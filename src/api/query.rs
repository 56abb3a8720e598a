use rocket::serde::json::Json;
use rocket::State;
use rocket_okapi::openapi;

use crate::api::store::MemoryRounds;
use crate::api::Error;
use crate::config::AppConfig;
use crate::controller::{course_handicap, handicap_trend, TrendPoint, WorldHandicap};
use crate::dto;

/// # GET golfer profile
/// Handicap index, number of rounds and performance statistics.
#[openapi(tag = "Golfers")]
#[get("/golfers/<golfer_id>")]
pub async fn golfer_profile(
    golfer_id: &str,
    rounds: &State<MemoryRounds>,
) -> Result<Json<dto::GolferProfile>, Error> {
    let golfer = rounds.golfer(golfer_id).await?;
    Ok(Json(dto::GolferProfile::new(golfer_id.to_owned(), &golfer)))
}

/// # GET handicap trend
/// The handicap index after each complete round, oldest first.
#[openapi(tag = "Golfers")]
#[get("/golfers/<golfer_id>/trend")]
pub async fn golfer_trend(
    golfer_id: &str,
    rounds: &State<MemoryRounds>,
    config: &State<AppConfig>,
) -> Result<Json<Vec<TrendPoint>>, Error> {
    let golfer = rounds.golfer(golfer_id).await?;
    let calculator = WorldHandicap::from(&config.scoring);
    Ok(Json(handicap_trend(&calculator, &golfer.rounds)))
}

/// # GET course handicap
/// Strokes the golfer receives on a course with the given slope, rating and par.
/// `null` while the golfer has no handicap index.
#[openapi(tag = "Golfers")]
#[get("/golfers/<golfer_id>/course-handicap?<slope>&<rating>&<par>")]
pub async fn golfer_course_handicap(
    golfer_id: &str,
    slope: u16,
    rating: f64,
    par: u8,
    rounds: &State<MemoryRounds>,
) -> Result<Json<Option<i32>>, Error> {
    let golfer = rounds.golfer(golfer_id).await?;
    Ok(Json(
        golfer
            .handicap_index
            .map(|index| course_handicap(index, slope, rating, par)),
    ))
}
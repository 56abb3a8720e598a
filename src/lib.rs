#[macro_use]
extern crate rocket;

pub mod api;
pub mod config;
pub mod controller;
mod dto;
mod guard;
mod mutation;
mod query;
pub mod store;

use rocket::fairing::AdHoc;
use rocket::{Build, Rocket};
use rocket_okapi::openapi_get_routes;
use rocket_okapi::rapidoc::{make_rapidoc, GeneralConfig, RapiDocConfig};
use rocket_okapi::settings::UrlObject;
use rocket_okapi::swagger_ui::{make_swagger_ui, SwaggerUIConfig};

use crate::config::AppConfig;
pub use guard::Error;
use mutation::*;
use query::*;
use store::MemoryRounds;

pub fn launch() -> Rocket<Build> {
    rocket::build()
        .attach(AdHoc::config::<AppConfig>())
        .manage(MemoryRounds::default())
        .mount(
            "/",
            openapi_get_routes![
                score_round,
                add_round,
                delete_round,
                recalculate_all,
                golfer_profile,
                golfer_trend,
                golfer_course_handicap,
            ],
        )
        .mount(
            "/swagger",
            make_swagger_ui(&SwaggerUIConfig {
                url: "../openapi.json".to_owned(),
                ..Default::default()
            }),
        )
        .mount(
            "/",
            make_rapidoc(&RapiDocConfig {
                general: GeneralConfig {
                    spec_urls: vec![UrlObject::new("General", "./openapi.json")],
                    ..Default::default()
                },
                ..Default::default()
            }),
        )
}

#[cfg(test)]
mod test {
    use rocket::http::Status;
    use rocket::local::asynchronous::Client;
    use serde_json::{json, Value};

    use super::*;

    async fn client() -> Client {
        Client::tracked(launch()).await.unwrap()
    }

    fn scorecard(strokes: u8) -> Value {
        let holes = (1..=18)
            .map(|number| json!({"holeNumber": number, "par": 4, "strokes": strokes, "strokeIndex": number}))
            .collect::<Vec<_>>();
        Value::Array(holes)
    }

    async fn post_round(client: &Client, golfer: &str, day: u32, strokes: u8) -> Value {
        let response = client
            .post(format!("/golfers/{golfer}/rounds"))
            .json(&json!({
                "playedOn": format!("2026-06-{day:02}"),
                "holes": scorecard(strokes),
                "courseHandicap": 10.0,
            }))
            .dispatch()
            .await;
        assert_eq!(response.status(), Status::Ok);
        response.into_json::<Value>().await.unwrap()
    }

    #[tokio::test]
    async fn scores_a_round() {
        let client = client().await;
        let response = client
            .post("/score")
            .json(&json!({
                "holes": [
                    {"holeNumber": 1, "par": 4, "strokes": 5, "strokeIndex": 1},
                    {"holeNumber": 2, "par": 3, "strokes": null, "strokeIndex": 2},
                    {"holeNumber": 3, "par": 5, "strokes": 4}
                ],
                "courseHandicap": 1.9
            }))
            .dispatch()
            .await;
        assert_eq!(response.status(), Status::Ok);

        let body = response.into_json::<Value>().await.unwrap();
        assert_eq!(body["toPar"], "E");
        assert_eq!(body["summary"]["stablefordGross"], 4);
        assert_eq!(body["summary"]["stablefordNet"], 5);
        assert_eq!(body["summary"]["netStrokes"], 8);
        assert_eq!(body["holes"].as_array().unwrap().len(), 3);
        assert_eq!(body["holes"][1]["netPoints"], 0);
        assert_eq!(body["holes"][2]["scoreType"], "birdie");
    }

    #[tokio::test]
    async fn empty_scorecard_is_rejected() {
        let client = client().await;
        let response = client
            .post("/score")
            .json(&json!({"holes": []}))
            .dispatch()
            .await;
        assert_eq!(response.status(), Status::BadRequest);
    }

    #[tokio::test]
    async fn zero_strokes_are_rejected() {
        let client = client().await;
        let response = client
            .post("/score")
            .json(&json!({
                "holes": [{"holeNumber": 1, "par": 4, "strokes": 0, "strokeIndex": 1}]
            }))
            .dispatch()
            .await;
        assert_eq!(response.status(), Status::BadRequest);

        let response = client
            .post("/golfers/ann/rounds")
            .json(&json!({"playedOn": "2026-06-01", "holes": scorecard(0)}))
            .dispatch()
            .await;
        assert_eq!(response.status(), Status::BadRequest);

        let response = client.get("/golfers/ann").dispatch().await;
        assert_eq!(response.status(), Status::NotFound);
    }

    #[tokio::test]
    async fn rounds_drive_the_handicap() {
        let client = client().await;
        let first = post_round(&client, "ann", 1, 5).await;
        assert_eq!(first["handicapIndex"], Value::Null);
        post_round(&client, "ann", 2, 5).await;
        let third = post_round(&client, "ann", 3, 5).await;
        assert_eq!(third["handicapIndex"], 16.0);

        let profile = client
            .get("/golfers/ann")
            .dispatch()
            .await
            .into_json::<Value>()
            .await
            .unwrap();
        assert_eq!(profile["rounds"], 3);
        assert_eq!(profile["stats"]["bestGross"], 90);

        let trend = client
            .get("/golfers/ann/trend")
            .dispatch()
            .await
            .into_json::<Value>()
            .await
            .unwrap();
        assert_eq!(trend.as_array().unwrap().len(), 3);
        assert_eq!(trend[2]["handicapIndex"], 16.0);

        let round_id = third["roundId"].as_str().unwrap().to_owned();
        let response = client
            .delete(format!("/golfers/ann/rounds/{round_id}"))
            .dispatch()
            .await;
        assert_eq!(response.status(), Status::Ok);
        let body = response.into_json::<Value>().await.unwrap();
        assert_eq!(body["handicapIndex"], Value::Null);
    }

    #[tokio::test]
    async fn unknown_golfer_is_not_found() {
        let client = client().await;
        let response = client.get("/golfers/nobody").dispatch().await;
        assert_eq!(response.status(), Status::NotFound);

        let response = client.delete("/golfers/nobody/rounds/round-1").dispatch().await;
        assert_eq!(response.status(), Status::NotFound);
    }

    #[tokio::test]
    async fn bulk_recalculation_reports_counts() {
        let client = client().await;
        for day in 1..=3 {
            post_round(&client, "ann", day, 5).await;
            post_round(&client, "bob", day, 4).await;
        }
        let response = client.post("/handicaps/recalculate").dispatch().await;
        assert_eq!(response.status(), Status::Ok);

        let body = response.into_json::<Value>().await.unwrap();
        assert_eq!(body["updated"], 2);
        assert_eq!(body["failed"].as_array().unwrap().len(), 0);

        let bob = client
            .get("/golfers/bob")
            .dispatch()
            .await
            .into_json::<Value>()
            .await
            .unwrap();
        assert_eq!(bob["handicapIndex"], -2.0);
    }

    #[tokio::test]
    async fn course_handicap_follows_the_index() {
        let client = client().await;
        for day in 1..=3 {
            post_round(&client, "ann", day, 5).await;
        }
        let strokes = client
            .get("/golfers/ann/course-handicap?slope=125&rating=71.3&par=72")
            .dispatch()
            .await
            .into_json::<Value>()
            .await
            .unwrap();
        // 16.0 * 125 / 113 - 0.7 = 17.0
        assert_eq!(strokes, 17);
    }

    #[tokio::test]
    async fn serves_openapi_document() {
        let client = client().await;
        let response = client.get("/openapi.json").dispatch().await;
        assert_eq!(response.status(), Status::Ok);
    }
}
___
**Task to carry out**: Lines holding the string "holes" in the records above must be counted; give the number alone.

**Result of the exercise**: 10